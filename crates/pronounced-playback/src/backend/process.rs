//! Speech through an external synthesizer process.

use std::ffi::OsStr;
use std::fmt;
use std::path::{Path, PathBuf};
use std::process::Stdio;
use std::sync::Arc;

use pronounced_core::{CompletionCallback, SpeechBackend, SpeechOutcome, Utterance};
use tokio::process::Command;
use tokio::runtime::Handle;
use tokio::sync::oneshot;

use super::InFlight;
use crate::error::PlaybackError;

/// Words per minute at rate 1.0, the espeak and `say` default.
const BASE_WPM: f32 = 175.0;

/// espeak rejects speeds outside this range.
const ESPEAK_WPM_RANGE: (f32, f32) = (80.0, 450.0);

/// Supported command-line synthesizers.
#[derive(Debug, Clone, Copy, PartialEq, Eq)]
pub enum SynthEngine {
    EspeakNg,
    Espeak,
    /// macOS `say`.
    Say,
}

impl SynthEngine {
    /// Detection order.
    pub const ALL: [Self; 3] = [Self::EspeakNg, Self::Espeak, Self::Say];

    #[must_use]
    pub const fn program(self) -> &'static str {
        match self {
            Self::EspeakNg => "espeak-ng",
            Self::Espeak => "espeak",
            Self::Say => "say",
        }
    }

    /// Command-line arguments for speaking `utterance`.
    #[must_use]
    #[allow(clippy::cast_possible_truncation, clippy::cast_sign_loss)]
    pub fn args(self, utterance: &Utterance) -> Vec<String> {
        let wpm = BASE_WPM * utterance.rate;
        let volume = utterance.volume.clamp(0.0, 1.0);
        let text = guard_leading_dash(&utterance.text);
        match self {
            Self::EspeakNg | Self::Espeak => {
                let wpm = wpm.clamp(ESPEAK_WPM_RANGE.0, ESPEAK_WPM_RANGE.1).round() as u32;
                let amplitude = (volume * 100.0).round() as u32;
                vec![
                    "-s".into(),
                    wpm.to_string(),
                    "-a".into(),
                    amplitude.to_string(),
                    text,
                ]
            }
            Self::Say => {
                let wpm = wpm.max(1.0).round() as u32;
                vec![
                    "-r".into(),
                    wpm.to_string(),
                    format!("[[volm {volume:.2}]] {text}"),
                ]
            }
        }
    }
}

impl fmt::Display for SynthEngine {
    fn fmt(&self, f: &mut fmt::Formatter<'_>) -> fmt::Result {
        f.write_str(self.program())
    }
}

/// Keep text from being parsed as an option.
fn guard_leading_dash(text: &str) -> String {
    if text.starts_with('-') {
        format!(" {text}")
    } else {
        text.to_string()
    }
}

/// First synthesizer on the search path `path_var` that can actually run.
fn locate(path_var: Option<&OsStr>) -> Option<(SynthEngine, PathBuf)> {
    SynthEngine::ALL.into_iter().find_map(|engine| {
        let found = match path_var {
            Some(paths) => which::which_in(engine.program(), Some(paths), "."),
            None => which::which(engine.program()),
        };
        found.ok().map(|program| (engine, program))
    })
}

/// Backend that runs one synthesizer process per utterance.
///
/// Starting an utterance kills the previous process; `cancel_all` kills the
/// current one. Spawn and exit failures are reported as
/// [`SpeechOutcome::Failed`].
#[derive(Debug, Clone)]
pub struct ProcessSpeechBackend {
    engine: SynthEngine,
    program: PathBuf,
    in_flight: Arc<InFlight>,
}

impl ProcessSpeechBackend {
    /// Use `engine` with an explicit program path.
    pub fn with_program(engine: SynthEngine, program: impl AsRef<Path>) -> Self {
        Self {
            engine,
            program: program.as_ref().to_path_buf(),
            in_flight: Arc::new(InFlight::default()),
        }
    }

    /// Pick the first executable synthesizer found on `PATH`.
    pub fn detect() -> Result<Self, PlaybackError> {
        locate(None)
            .map(|(engine, program)| Self::with_program(engine, program))
            .ok_or_else(|| {
                let tried: Vec<&str> = SynthEngine::ALL.iter().map(|e| e.program()).collect();
                PlaybackError::NoSynthesizer(tried.join(", "))
            })
    }

    #[must_use]
    pub const fn engine(&self) -> SynthEngine {
        self.engine
    }

    fn command(&self, utterance: &Utterance) -> Command {
        let mut cmd = Command::new(&self.program);
        cmd.args(self.engine.args(utterance))
            .stdin(Stdio::null())
            .stdout(Stdio::null())
            .stderr(Stdio::null())
            .kill_on_drop(true);
        cmd
    }
}

async fn run_to_completion(mut cmd: Command, stop: oneshot::Receiver<()>) -> SpeechOutcome {
    let mut child = match cmd.spawn() {
        Ok(child) => child,
        Err(e) => return SpeechOutcome::Failed(format!("failed to start synthesizer: {e}")),
    };

    tokio::select! {
        status = child.wait() => match status {
            Ok(status) if status.success() => SpeechOutcome::Finished,
            Ok(status) => SpeechOutcome::Failed(format!("synthesizer exited with {status}")),
            Err(e) => SpeechOutcome::Failed(e.to_string()),
        },
        _ = stop => {
            if let Err(e) = child.kill().await {
                tracing::debug!(error = %e, "Synthesizer already exited");
            }
            SpeechOutcome::Interrupted
        }
    }
}

impl SpeechBackend for ProcessSpeechBackend {
    fn speak(&self, utterance: Utterance, on_done: CompletionCallback) {
        let Ok(handle) = Handle::try_current() else {
            on_done(SpeechOutcome::Failed("no async runtime".into()));
            return;
        };

        let cmd = self.command(&utterance);
        let (id, stop) = self.in_flight.begin();
        let in_flight = Arc::clone(&self.in_flight);
        handle.spawn(async move {
            let outcome = run_to_completion(cmd, stop).await;
            in_flight.finish(id);
            on_done(outcome);
        });
    }

    fn cancel_all(&self) {
        self.in_flight.cancel();
    }

    fn name(&self) -> &'static str {
        self.engine.program()
    }
}

#[cfg(test)]
mod tests {
    use super::*;
    use crate::signal::completion_pair;

    #[test]
    fn test_espeak_args_scale_rate_and_volume() {
        let args = SynthEngine::EspeakNg.args(&Utterance::new("cat", 1.5, 0.0));
        assert_eq!(args, ["-s", "263", "-a", "0", "cat"]);

        let args = SynthEngine::Espeak.args(&Utterance::new("cat", 0.1, 1.0));
        assert_eq!(args, ["-s", "80", "-a", "100", "cat"]);
    }

    #[test]
    fn test_say_args_embed_volume() {
        let args = SynthEngine::Say.args(&Utterance::new("The cat sleeps.", 1.0, 1.0));
        assert_eq!(args, ["-r", "175", "[[volm 1.00]] The cat sleeps."]);
    }

    #[test]
    fn test_leading_dash_is_not_an_option() {
        let args = SynthEngine::EspeakNg.args(&Utterance::new("-ish", 1.0, 1.0));
        assert_eq!(args.last().map(String::as_str), Some(" -ish"));
    }

    #[cfg(unix)]
    #[test]
    fn test_locate_skips_files_that_cannot_run() {
        use std::os::unix::fs::PermissionsExt;

        let dir = tempfile::tempdir().unwrap();
        let espeak_ng = dir.path().join("espeak-ng");
        std::fs::write(&espeak_ng, b"#!/bin/sh\n").unwrap();
        std::fs::set_permissions(&espeak_ng, std::fs::Permissions::from_mode(0o644)).unwrap();

        let path_var = dir.path().as_os_str();
        assert_eq!(locate(Some(path_var)), None);

        let say = dir.path().join("say");
        std::fs::write(&say, b"#!/bin/sh\n").unwrap();
        std::fs::set_permissions(&say, std::fs::Permissions::from_mode(0o755)).unwrap();
        assert_eq!(locate(Some(path_var)), Some((SynthEngine::Say, say)));
    }

    #[test]
    fn test_locate_in_empty_directory() {
        let dir = tempfile::tempdir().unwrap();
        assert_eq!(locate(Some(dir.path().as_os_str())), None);
    }

    #[tokio::test]
    async fn test_missing_program_reports_failure() {
        let backend = ProcessSpeechBackend::with_program(
            SynthEngine::EspeakNg,
            "/nonexistent/pronounced/espeak-ng",
        );
        let (done, completion) = completion_pair();
        backend.speak(Utterance::new("cat", 1.0, 1.0), done);
        assert!(matches!(completion.await, SpeechOutcome::Failed(_)));
    }
}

····················

--- Work instruction ---
From the data above, show each line that contains "status".

--- Answer to this exercise ---
        status = child.wait() => match status {
            Ok(status) if status.success() => SpeechOutcome::Finished,
            Ok(status) => SpeechOutcome::Failed(format!("synthesizer exited with {status}")),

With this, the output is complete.